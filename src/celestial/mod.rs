//! # Celestial objects
//!
//! A [`Celestial`](crate::celestial::Celestial) is a named object whose position can be asked for
//! at any instant and from any observer. Three kinds of objects share the same protocol:
//!
//! | [`ObjectKind`](crate::celestial::ObjectKind) | Engine call | Rise/set/transit |
//! |---|---|---|
//! | `Moving` – planets, Sun, Moon, numbered minor planets | body position | searched |
//! | `FocalPoint` – second (empty) focus of an orbit, "black suns" | node/apsides, focal point variant | never (no disc) |
//! | `Fixed` – stars and deep-space objects, by catalog designator | fixed star position | searched |
//!
//! The protocol is implemented once, as a `match` on the kind, instead of per-type methods.
//!
//! ## Queries
//!
//! Every query is stateless with respect to the object: the observer and the instant are passed
//! in, the engine frame is configured for the observer, and a fresh value is returned.
//!
//! - [`Celestial::ecliptic_coordinate`](crate::celestial::Celestial::ecliptic_coordinate)
//! - [`Celestial::equatorial_coordinate`](crate::celestial::Celestial::equatorial_coordinate)
//! - [`Celestial::horizontal_coordinate`](crate::celestial::Celestial::horizontal_coordinate)
//! - [`Celestial::daily_transits`](crate::celestial::Celestial::daily_transits) and the per-event
//!   accessors in [`crate::transit`].
//!
//! The `*_in` variants run inside an already opened
//! [`TopocentricSession`](crate::ephemeris::session::TopocentricSession); this is how
//! [`Astrolog`](crate::astrolog::Astrolog) applies its configured ephemeris flags.
//!
//! ## Example
//!
//! ```rust,ignore
//! use astrolog::celestial::{named, Celestial};
//!
//! let pluto = Celestial::planet("PLUTO")?;
//! assert!(!pluto.is_fixed() && !pluto.is_focal_point());
//!
//! let ecl = named::SUN.ecliptic_coordinate(&mut engine, &instant, &paris)?;
//! ```

pub mod catalog;
pub mod named;

use std::borrow::Cow;
use std::fmt;

use hifitime::Epoch;

use crate::astrolog_errors::{EngineError, UnknownBodyError};
use crate::celestial::catalog::{body_id_by_name, BodyId};
use crate::constants::JulianDay;
use crate::coordinates::{EclCoord, EquatorCoord, GeoLocation, HorCoord};
use crate::ephemeris::session::TopocentricSession;
use crate::ephemeris::{CalcFlags, EphemerisEngine, Frame, RawPosition, TransitTarget};
use crate::time::instant_to_day_hour;

/// Flags used when no [`Astrolog`](crate::astrolog::Astrolog) configuration is involved.
pub const DEFAULT_CALC_FLAGS: CalcFlags = CalcFlags::SWIEPH;

/// What an object is, and the data the engine needs to locate it.
#[derive(Debug, Clone, PartialEq, Eq, Hash)]
pub enum ObjectKind {
    /// A physical body moving along its orbit.
    Moving { body: BodyId },
    /// The empty focus of the orbit of `body`, osculating unless `mean`.
    FocalPoint { body: BodyId, mean: bool },
    /// A star or deep-space object identified by its catalog designator.
    Fixed { designator: Cow<'static, str> },
}

/// A named celestial object.
#[derive(Debug, Clone, PartialEq, Eq, Hash)]
pub struct Celestial {
    name: Cow<'static, str>,
    kind: ObjectKind,
}

impl Celestial {
    /// Moving body resolved from a catalog name (case-insensitive).
    ///
    /// Errors
    /// ----------
    /// * [`UnknownBodyError`] if the name is not in [`catalog::BODY_CATALOG`].
    pub fn planet(name: &str) -> Result<Celestial, UnknownBodyError> {
        let body = body_id_by_name(name)?;
        Ok(Celestial {
            name: Cow::Owned(name.trim().to_string()),
            kind: ObjectKind::Moving { body },
        })
    }

    /// Moving body with an explicit engine code, e.g. a numbered minor planet.
    pub fn planet_with_code(name: impl Into<Cow<'static, str>>, body: BodyId) -> Celestial {
        Celestial {
            name: name.into(),
            kind: ObjectKind::Moving { body },
        }
    }

    /// Osculating second focal point of the orbit of `body`.
    pub fn black_sun(name: impl Into<Cow<'static, str>>, body: BodyId) -> Celestial {
        Celestial {
            name: name.into(),
            kind: ObjectKind::FocalPoint { body, mean: false },
        }
    }

    /// Star or deep-space object.
    pub fn fixed(
        name: impl Into<Cow<'static, str>>,
        designator: impl Into<Cow<'static, str>>,
    ) -> Celestial {
        Celestial {
            name: name.into(),
            kind: ObjectKind::Fixed {
                designator: designator.into(),
            },
        }
    }

    pub(crate) const fn moving_const(name: &'static str, body: BodyId) -> Celestial {
        Celestial {
            name: Cow::Borrowed(name),
            kind: ObjectKind::Moving { body },
        }
    }

    pub(crate) const fn black_sun_const(name: &'static str, body: BodyId) -> Celestial {
        Celestial {
            name: Cow::Borrowed(name),
            kind: ObjectKind::FocalPoint { body, mean: false },
        }
    }

    /// Select the mean (`true`) or osculating (`false`) focal point.
    ///
    /// Only focal points are affected; other kinds are returned unchanged.
    pub fn with_mean(mut self, mean: bool) -> Celestial {
        if let ObjectKind::FocalPoint { mean: m, .. } = &mut self.kind {
            *m = mean;
        }
        self
    }

    pub fn name(&self) -> &str {
        &self.name
    }

    pub fn kind(&self) -> &ObjectKind {
        &self.kind
    }

    /// Engine body code, `None` for fixed objects which are looked up by designator.
    pub fn body_id(&self) -> Option<BodyId> {
        match &self.kind {
            ObjectKind::Moving { body } | ObjectKind::FocalPoint { body, .. } => Some(*body),
            ObjectKind::Fixed { .. } => None,
        }
    }

    pub fn is_fixed(&self) -> bool {
        matches!(self.kind, ObjectKind::Fixed { .. })
    }

    pub fn is_focal_point(&self) -> bool {
        matches!(self.kind, ObjectKind::FocalPoint { .. })
    }

    /// What a rise/transit search targets; `None` for focal points, which have no disc.
    pub fn transit_target(&self) -> Option<TransitTarget<'_>> {
        match &self.kind {
            ObjectKind::Moving { body } => Some(TransitTarget::Body(*body)),
            ObjectKind::Fixed { designator } => Some(TransitTarget::Star(designator)),
            ObjectKind::FocalPoint { .. } => None,
        }
    }

    fn raw_position<E: EphemerisEngine + ?Sized>(
        &self,
        session: &mut TopocentricSession<'_, E>,
        jd: JulianDay,
        frame: Frame,
    ) -> Result<RawPosition, EngineError> {
        match &self.kind {
            ObjectKind::Moving { body } => session.body_position(jd, *body, frame),
            ObjectKind::FocalPoint { body, mean } => {
                session.focal_point_position(jd, *body, *mean, frame)
            }
            ObjectKind::Fixed { designator } => session.fixed_star_position(jd, designator, frame),
        }
    }

    /// Ecliptic coordinate at a Julian day, inside an open session.
    pub fn ecliptic_in<E: EphemerisEngine + ?Sized>(
        &self,
        session: &mut TopocentricSession<'_, E>,
        jd: JulianDay,
    ) -> Result<EclCoord, EngineError> {
        let raw = self.raw_position(session, jd, Frame::Ecliptic)?;
        Ok(EclCoord::new(raw.lon, raw.lat))
    }

    /// Equatorial coordinate at a Julian day, inside an open session.
    pub fn equatorial_in<E: EphemerisEngine + ?Sized>(
        &self,
        session: &mut TopocentricSession<'_, E>,
        jd: JulianDay,
    ) -> Result<EquatorCoord, EngineError> {
        let raw = self.raw_position(session, jd, Frame::Equatorial)?;
        Ok(EquatorCoord::new(raw.lon, raw.lat))
    }

    /// Horizontal coordinate at a Julian day, inside an open session.
    ///
    /// The equatorial position is converted without atmosphere (pressure and temperature zero),
    /// so the returned altitude is the true altitude.
    pub fn horizontal_in<E: EphemerisEngine + ?Sized>(
        &self,
        session: &mut TopocentricSession<'_, E>,
        jd: JulianDay,
    ) -> Result<HorCoord, EngineError> {
        let coord = self.equatorial_in(session, jd)?;
        let geopos = *session.geopos();
        let hor = session
            .engine()
            .equatorial_to_horizontal(jd, &geopos, &coord, 0.0, 0.0)?;
        Ok(HorCoord::new(hor.azimuth, hor.true_altitude))
    }

    /// Topocentric ecliptic coordinate seen from `location` at `instant`.
    ///
    /// Arguments
    /// -----------------
    /// * `engine`: Ephemeris engine; its observer frame is set to `location`.
    /// * `instant`: Civil instant; only the date, hour and minute are used.
    /// * `location`: Observer position.
    ///
    /// Errors
    /// ----------
    /// * [`EngineError`] from the engine, unchanged.
    pub fn ecliptic_coordinate<E: EphemerisEngine + ?Sized>(
        &self,
        engine: &mut E,
        instant: &Epoch,
        location: &GeoLocation,
    ) -> Result<EclCoord, EngineError> {
        let jd = instant_julian_day(engine, instant);
        let mut session = TopocentricSession::open(engine, *location, DEFAULT_CALC_FLAGS);
        self.ecliptic_in(&mut session, jd)
    }

    /// Topocentric equatorial coordinate seen from `location` at `instant`.
    pub fn equatorial_coordinate<E: EphemerisEngine + ?Sized>(
        &self,
        engine: &mut E,
        instant: &Epoch,
        location: &GeoLocation,
    ) -> Result<EquatorCoord, EngineError> {
        let jd = instant_julian_day(engine, instant);
        let mut session = TopocentricSession::open(engine, *location, DEFAULT_CALC_FLAGS);
        self.equatorial_in(&mut session, jd)
    }

    /// Azimuth and true altitude seen from `location` at `instant`.
    pub fn horizontal_coordinate<E: EphemerisEngine + ?Sized>(
        &self,
        engine: &mut E,
        instant: &Epoch,
        location: &GeoLocation,
    ) -> Result<HorCoord, EngineError> {
        let jd = instant_julian_day(engine, instant);
        let mut session = TopocentricSession::open(engine, *location, DEFAULT_CALC_FLAGS);
        self.horizontal_in(&mut session, jd)
    }
}

/// Engine time reference of an instant (hours and minutes only).
pub fn instant_julian_day<E: EphemerisEngine + ?Sized>(engine: &E, instant: &Epoch) -> JulianDay {
    let (date, hour) = instant_to_day_hour(instant);
    engine.julian_day(&date, hour)
}

impl fmt::Display for Celestial {
    fn fmt(&self, f: &mut fmt::Formatter<'_>) -> fmt::Result {
        write!(f, "{}", self.name)
    }
}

##############################

### Task to carry out
Please copy every line of the data that carries the string "matches".

### Task response
        matches!(self.kind, ObjectKind::Fixed { .. })
        matches!(self.kind, ObjectKind::FocalPoint { .. })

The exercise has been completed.